[[ Data listing, beginning ]]
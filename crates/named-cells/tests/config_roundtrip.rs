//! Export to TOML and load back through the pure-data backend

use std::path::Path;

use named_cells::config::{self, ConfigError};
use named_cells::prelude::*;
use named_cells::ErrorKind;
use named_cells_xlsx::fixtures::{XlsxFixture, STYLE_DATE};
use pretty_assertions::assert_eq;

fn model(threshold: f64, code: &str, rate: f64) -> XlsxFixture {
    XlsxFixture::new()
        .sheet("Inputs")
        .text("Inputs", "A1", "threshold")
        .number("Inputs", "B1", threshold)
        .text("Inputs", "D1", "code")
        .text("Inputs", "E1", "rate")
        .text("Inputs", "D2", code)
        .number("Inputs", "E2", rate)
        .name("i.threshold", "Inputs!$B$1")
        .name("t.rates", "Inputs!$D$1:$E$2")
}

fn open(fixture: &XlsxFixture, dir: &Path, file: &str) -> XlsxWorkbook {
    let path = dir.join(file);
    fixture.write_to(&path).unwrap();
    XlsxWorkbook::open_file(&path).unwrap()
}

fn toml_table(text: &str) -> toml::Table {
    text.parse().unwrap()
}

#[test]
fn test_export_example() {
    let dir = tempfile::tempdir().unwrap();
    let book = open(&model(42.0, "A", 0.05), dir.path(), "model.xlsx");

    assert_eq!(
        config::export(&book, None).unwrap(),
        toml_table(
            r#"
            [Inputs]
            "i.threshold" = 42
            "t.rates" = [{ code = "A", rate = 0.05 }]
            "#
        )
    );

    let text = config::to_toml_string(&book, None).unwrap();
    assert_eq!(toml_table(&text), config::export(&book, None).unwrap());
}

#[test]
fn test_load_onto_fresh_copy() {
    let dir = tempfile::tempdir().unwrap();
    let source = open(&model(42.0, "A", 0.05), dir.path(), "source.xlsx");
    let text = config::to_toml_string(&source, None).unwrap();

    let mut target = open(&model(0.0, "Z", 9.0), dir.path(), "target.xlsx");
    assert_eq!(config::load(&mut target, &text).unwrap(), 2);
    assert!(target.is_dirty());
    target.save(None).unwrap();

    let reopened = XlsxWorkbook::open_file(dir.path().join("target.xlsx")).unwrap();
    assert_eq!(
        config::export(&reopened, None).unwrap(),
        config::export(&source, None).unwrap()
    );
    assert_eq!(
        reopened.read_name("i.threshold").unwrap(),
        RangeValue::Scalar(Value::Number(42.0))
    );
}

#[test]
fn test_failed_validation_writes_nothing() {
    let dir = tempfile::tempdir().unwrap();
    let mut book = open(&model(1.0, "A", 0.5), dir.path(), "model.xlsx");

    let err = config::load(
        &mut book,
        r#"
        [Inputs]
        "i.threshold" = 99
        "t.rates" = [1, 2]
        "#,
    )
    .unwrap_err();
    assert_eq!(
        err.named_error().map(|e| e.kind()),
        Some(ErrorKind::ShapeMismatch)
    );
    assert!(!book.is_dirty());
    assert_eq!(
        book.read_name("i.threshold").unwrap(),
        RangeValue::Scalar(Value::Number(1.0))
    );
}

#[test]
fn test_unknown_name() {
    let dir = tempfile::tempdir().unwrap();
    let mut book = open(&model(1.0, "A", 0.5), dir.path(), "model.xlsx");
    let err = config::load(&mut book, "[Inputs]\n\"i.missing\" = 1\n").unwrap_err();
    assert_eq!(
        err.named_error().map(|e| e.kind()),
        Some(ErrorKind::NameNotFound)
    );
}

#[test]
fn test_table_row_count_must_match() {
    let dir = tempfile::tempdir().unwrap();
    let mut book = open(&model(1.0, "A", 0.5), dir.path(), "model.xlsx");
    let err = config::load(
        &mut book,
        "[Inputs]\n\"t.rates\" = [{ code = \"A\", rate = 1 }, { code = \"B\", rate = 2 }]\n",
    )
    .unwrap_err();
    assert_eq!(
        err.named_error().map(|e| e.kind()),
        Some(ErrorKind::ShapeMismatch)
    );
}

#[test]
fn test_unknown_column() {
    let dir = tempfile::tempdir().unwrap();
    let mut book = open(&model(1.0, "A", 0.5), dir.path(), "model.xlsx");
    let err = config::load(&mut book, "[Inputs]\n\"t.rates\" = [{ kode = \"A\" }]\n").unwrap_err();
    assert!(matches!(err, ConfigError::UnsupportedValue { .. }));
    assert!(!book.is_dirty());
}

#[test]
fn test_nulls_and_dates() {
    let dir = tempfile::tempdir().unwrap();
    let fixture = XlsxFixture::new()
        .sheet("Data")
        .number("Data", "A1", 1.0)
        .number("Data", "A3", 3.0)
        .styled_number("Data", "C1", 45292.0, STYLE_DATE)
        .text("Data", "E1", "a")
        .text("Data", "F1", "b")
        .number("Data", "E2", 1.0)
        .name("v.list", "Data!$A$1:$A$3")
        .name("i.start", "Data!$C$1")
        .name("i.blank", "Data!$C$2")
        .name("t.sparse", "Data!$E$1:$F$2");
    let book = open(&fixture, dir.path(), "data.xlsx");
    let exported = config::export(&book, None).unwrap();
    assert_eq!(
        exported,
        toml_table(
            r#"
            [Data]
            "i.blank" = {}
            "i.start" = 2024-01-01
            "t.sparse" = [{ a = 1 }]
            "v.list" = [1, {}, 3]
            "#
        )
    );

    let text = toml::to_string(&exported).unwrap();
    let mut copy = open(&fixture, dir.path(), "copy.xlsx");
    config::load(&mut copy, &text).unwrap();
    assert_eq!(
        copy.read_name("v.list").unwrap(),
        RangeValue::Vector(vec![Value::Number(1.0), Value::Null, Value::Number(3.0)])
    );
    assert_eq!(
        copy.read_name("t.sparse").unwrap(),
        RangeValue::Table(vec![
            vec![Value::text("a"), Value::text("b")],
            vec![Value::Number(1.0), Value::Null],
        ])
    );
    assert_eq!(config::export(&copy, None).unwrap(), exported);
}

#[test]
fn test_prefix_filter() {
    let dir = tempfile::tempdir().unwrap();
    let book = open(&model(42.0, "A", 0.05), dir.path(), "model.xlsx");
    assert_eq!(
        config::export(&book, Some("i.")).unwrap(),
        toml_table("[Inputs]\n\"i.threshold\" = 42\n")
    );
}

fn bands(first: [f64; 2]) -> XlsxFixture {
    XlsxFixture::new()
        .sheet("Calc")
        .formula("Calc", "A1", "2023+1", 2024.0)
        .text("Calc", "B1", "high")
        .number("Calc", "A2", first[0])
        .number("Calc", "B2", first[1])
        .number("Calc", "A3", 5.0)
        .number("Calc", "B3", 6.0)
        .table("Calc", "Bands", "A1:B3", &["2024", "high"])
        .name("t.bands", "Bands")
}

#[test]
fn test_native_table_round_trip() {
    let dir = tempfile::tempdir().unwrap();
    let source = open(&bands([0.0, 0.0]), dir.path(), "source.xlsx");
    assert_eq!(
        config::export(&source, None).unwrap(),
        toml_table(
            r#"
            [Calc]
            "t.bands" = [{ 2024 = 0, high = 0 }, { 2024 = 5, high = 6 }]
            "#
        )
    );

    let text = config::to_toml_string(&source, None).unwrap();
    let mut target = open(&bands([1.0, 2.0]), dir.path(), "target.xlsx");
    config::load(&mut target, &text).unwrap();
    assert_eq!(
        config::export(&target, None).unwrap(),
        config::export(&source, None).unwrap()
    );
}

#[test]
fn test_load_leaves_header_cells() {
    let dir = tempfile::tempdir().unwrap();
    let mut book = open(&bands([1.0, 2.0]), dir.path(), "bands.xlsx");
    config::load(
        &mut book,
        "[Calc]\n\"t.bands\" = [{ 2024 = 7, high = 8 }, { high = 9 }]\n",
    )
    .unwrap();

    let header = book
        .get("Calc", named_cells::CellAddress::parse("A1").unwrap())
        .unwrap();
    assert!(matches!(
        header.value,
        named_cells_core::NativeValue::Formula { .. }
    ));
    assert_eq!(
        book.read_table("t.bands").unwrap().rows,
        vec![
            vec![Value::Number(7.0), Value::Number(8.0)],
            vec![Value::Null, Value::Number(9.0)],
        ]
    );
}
[[ Data listing, end ]]
[[ Data listing, beginning ]]
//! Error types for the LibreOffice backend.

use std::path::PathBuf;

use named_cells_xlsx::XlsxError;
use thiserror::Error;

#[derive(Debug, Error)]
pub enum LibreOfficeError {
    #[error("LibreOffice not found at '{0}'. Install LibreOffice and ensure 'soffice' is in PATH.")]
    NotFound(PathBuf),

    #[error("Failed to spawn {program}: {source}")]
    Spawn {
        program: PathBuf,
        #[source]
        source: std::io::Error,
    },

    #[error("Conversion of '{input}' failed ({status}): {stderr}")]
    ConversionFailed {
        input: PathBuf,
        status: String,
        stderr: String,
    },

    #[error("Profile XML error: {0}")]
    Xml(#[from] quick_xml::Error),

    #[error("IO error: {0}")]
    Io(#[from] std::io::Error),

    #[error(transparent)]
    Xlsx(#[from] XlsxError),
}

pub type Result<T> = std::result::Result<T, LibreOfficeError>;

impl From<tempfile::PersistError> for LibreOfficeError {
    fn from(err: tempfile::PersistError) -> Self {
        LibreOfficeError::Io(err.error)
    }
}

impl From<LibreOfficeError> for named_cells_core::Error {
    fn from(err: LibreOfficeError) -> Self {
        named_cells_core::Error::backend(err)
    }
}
[[ Data listing, end ]]
[[ Data listing, beginning ]]
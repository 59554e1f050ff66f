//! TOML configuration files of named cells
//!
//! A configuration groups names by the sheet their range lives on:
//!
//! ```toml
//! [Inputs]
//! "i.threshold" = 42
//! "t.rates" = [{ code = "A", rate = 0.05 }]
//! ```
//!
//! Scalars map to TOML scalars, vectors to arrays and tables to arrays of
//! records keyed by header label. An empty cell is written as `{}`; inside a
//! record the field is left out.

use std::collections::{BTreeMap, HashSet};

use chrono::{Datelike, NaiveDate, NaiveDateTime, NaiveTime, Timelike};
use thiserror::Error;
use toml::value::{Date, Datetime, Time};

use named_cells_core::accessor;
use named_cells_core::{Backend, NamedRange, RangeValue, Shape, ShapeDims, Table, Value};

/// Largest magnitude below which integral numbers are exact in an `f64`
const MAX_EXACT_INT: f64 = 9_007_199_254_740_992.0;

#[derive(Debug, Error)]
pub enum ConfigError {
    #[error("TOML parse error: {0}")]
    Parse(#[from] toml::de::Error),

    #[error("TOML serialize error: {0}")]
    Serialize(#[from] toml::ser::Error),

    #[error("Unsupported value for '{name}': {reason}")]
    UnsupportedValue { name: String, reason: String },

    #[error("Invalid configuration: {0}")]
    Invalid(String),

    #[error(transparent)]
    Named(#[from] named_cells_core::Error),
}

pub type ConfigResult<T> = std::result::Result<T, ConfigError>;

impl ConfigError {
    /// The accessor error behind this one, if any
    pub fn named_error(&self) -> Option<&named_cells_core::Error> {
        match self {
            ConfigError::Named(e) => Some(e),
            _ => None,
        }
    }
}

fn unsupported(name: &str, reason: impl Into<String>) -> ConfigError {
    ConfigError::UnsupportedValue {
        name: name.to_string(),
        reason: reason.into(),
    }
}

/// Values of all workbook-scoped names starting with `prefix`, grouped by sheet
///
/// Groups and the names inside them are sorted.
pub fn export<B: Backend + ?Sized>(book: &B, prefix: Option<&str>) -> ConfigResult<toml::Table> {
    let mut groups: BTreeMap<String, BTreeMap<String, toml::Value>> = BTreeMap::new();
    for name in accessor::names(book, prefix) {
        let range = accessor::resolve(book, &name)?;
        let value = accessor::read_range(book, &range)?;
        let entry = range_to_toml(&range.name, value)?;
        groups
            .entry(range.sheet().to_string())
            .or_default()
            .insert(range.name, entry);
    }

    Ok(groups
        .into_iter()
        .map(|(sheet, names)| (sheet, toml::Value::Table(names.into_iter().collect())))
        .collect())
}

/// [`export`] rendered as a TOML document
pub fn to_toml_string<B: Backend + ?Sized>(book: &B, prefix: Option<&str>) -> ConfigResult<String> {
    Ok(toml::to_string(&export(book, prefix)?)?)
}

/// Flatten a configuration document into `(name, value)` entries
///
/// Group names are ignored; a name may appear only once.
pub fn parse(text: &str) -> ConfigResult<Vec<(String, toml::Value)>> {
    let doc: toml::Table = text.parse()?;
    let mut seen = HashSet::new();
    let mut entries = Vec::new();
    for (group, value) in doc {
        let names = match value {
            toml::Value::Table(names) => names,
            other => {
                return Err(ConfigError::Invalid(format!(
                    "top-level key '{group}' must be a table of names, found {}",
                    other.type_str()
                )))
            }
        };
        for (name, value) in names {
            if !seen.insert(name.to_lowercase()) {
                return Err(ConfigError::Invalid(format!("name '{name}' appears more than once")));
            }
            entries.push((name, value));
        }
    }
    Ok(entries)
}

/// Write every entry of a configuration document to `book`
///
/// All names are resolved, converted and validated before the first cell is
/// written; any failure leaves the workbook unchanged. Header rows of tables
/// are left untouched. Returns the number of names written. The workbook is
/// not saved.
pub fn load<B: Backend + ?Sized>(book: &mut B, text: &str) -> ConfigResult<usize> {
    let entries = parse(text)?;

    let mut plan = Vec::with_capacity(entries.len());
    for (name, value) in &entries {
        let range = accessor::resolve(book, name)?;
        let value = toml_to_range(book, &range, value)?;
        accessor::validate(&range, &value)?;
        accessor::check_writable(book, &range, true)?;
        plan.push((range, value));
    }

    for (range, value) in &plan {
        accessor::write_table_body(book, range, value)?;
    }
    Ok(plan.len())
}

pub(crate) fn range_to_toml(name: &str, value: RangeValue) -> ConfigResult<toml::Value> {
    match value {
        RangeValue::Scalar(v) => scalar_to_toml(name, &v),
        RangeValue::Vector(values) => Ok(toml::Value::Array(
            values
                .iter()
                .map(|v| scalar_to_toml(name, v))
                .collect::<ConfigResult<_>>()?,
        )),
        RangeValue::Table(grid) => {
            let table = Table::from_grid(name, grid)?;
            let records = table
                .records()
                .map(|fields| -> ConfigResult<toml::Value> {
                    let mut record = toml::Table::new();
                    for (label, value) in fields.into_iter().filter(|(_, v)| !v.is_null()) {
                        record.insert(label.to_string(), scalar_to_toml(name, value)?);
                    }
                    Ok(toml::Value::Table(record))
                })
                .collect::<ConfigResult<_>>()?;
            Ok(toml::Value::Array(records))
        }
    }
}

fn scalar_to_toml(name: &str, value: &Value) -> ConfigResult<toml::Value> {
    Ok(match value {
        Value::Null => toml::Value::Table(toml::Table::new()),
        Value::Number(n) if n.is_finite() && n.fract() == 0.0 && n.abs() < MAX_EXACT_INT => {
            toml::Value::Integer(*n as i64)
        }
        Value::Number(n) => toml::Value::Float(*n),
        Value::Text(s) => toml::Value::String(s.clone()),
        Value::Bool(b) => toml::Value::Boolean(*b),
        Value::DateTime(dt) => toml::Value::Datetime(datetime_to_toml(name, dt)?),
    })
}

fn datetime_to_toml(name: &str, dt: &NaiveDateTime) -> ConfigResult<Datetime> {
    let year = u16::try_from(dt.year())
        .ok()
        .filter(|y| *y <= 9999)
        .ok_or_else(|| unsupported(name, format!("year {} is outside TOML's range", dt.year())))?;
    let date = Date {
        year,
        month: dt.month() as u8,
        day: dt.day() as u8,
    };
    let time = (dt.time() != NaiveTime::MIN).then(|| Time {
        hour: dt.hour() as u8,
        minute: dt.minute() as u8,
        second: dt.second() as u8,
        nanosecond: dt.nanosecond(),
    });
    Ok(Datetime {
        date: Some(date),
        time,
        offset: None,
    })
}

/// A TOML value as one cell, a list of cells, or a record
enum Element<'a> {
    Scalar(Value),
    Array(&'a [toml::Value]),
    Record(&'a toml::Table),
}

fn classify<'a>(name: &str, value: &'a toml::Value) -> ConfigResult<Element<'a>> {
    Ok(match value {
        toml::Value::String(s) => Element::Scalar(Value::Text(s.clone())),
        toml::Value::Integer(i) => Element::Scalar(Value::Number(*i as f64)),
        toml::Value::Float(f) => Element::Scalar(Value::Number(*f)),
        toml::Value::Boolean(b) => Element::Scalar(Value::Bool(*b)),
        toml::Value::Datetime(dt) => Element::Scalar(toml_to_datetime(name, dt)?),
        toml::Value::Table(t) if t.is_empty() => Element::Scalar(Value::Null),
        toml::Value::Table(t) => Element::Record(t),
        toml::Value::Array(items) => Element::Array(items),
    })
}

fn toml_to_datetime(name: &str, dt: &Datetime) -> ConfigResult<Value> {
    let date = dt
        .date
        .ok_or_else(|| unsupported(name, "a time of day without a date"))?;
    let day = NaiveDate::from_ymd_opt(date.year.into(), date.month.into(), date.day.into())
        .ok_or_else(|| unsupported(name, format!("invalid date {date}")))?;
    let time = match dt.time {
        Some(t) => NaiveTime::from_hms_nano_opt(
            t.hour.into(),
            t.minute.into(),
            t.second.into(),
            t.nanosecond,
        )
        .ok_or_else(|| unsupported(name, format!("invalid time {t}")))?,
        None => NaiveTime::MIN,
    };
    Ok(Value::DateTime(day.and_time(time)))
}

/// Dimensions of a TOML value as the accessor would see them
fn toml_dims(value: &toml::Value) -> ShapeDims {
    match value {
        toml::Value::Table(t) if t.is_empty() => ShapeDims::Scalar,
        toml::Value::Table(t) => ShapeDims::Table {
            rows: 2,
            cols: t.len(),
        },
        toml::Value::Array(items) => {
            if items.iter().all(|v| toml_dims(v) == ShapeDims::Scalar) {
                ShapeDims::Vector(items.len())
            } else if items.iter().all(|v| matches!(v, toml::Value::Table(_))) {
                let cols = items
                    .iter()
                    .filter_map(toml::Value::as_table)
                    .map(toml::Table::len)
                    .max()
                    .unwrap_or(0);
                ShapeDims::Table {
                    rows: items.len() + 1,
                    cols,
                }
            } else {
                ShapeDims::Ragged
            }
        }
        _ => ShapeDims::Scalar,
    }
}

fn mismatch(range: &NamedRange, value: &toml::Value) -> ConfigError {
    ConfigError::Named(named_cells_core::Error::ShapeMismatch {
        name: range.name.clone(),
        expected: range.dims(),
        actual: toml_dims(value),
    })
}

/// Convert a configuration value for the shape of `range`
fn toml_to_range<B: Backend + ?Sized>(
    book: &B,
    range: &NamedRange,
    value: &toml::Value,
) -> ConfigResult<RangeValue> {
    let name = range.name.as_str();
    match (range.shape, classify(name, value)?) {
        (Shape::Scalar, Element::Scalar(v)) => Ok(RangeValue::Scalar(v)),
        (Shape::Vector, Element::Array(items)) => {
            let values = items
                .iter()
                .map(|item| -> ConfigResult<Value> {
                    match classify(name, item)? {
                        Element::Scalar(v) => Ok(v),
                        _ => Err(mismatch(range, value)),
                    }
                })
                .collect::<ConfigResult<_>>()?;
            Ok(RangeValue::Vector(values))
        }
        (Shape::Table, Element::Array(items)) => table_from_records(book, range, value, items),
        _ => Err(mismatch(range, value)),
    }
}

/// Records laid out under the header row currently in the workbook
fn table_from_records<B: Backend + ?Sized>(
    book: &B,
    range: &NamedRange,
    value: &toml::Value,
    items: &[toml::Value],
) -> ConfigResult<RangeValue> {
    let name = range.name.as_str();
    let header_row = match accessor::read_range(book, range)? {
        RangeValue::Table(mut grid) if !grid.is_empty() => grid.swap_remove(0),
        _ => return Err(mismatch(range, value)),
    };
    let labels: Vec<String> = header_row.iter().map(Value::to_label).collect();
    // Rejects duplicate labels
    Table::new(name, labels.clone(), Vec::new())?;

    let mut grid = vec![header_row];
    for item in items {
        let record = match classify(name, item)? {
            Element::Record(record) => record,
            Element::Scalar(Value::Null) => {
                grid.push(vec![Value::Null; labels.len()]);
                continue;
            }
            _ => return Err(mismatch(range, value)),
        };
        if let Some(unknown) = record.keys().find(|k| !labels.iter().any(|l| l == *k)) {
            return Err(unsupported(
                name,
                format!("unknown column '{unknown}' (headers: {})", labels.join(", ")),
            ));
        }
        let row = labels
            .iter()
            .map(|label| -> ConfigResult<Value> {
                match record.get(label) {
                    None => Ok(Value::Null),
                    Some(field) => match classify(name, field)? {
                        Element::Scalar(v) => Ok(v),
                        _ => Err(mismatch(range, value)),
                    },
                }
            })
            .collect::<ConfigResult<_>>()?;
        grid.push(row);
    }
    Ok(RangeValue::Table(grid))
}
[[ Data listing, end ]]
The string "items" marks the lines to return from the material. Copy each one.

**Written reply:**
        toml::Value::Array(items) => Element::Array(items),
        toml::Value::Array(items) => {
            if items.iter().all(|v| toml_dims(v) == ShapeDims::Scalar) {
                ShapeDims::Vector(items.len())
            } else if items.iter().all(|v| matches!(v, toml::Value::Table(_))) {
                let cols = items
                    rows: items.len() + 1,
        (Shape::Vector, Element::Array(items)) => {
            let values = items
        (Shape::Table, Element::Array(items)) => table_from_records(book, range, value, items),
    items: &[toml::Value],
    for item in items {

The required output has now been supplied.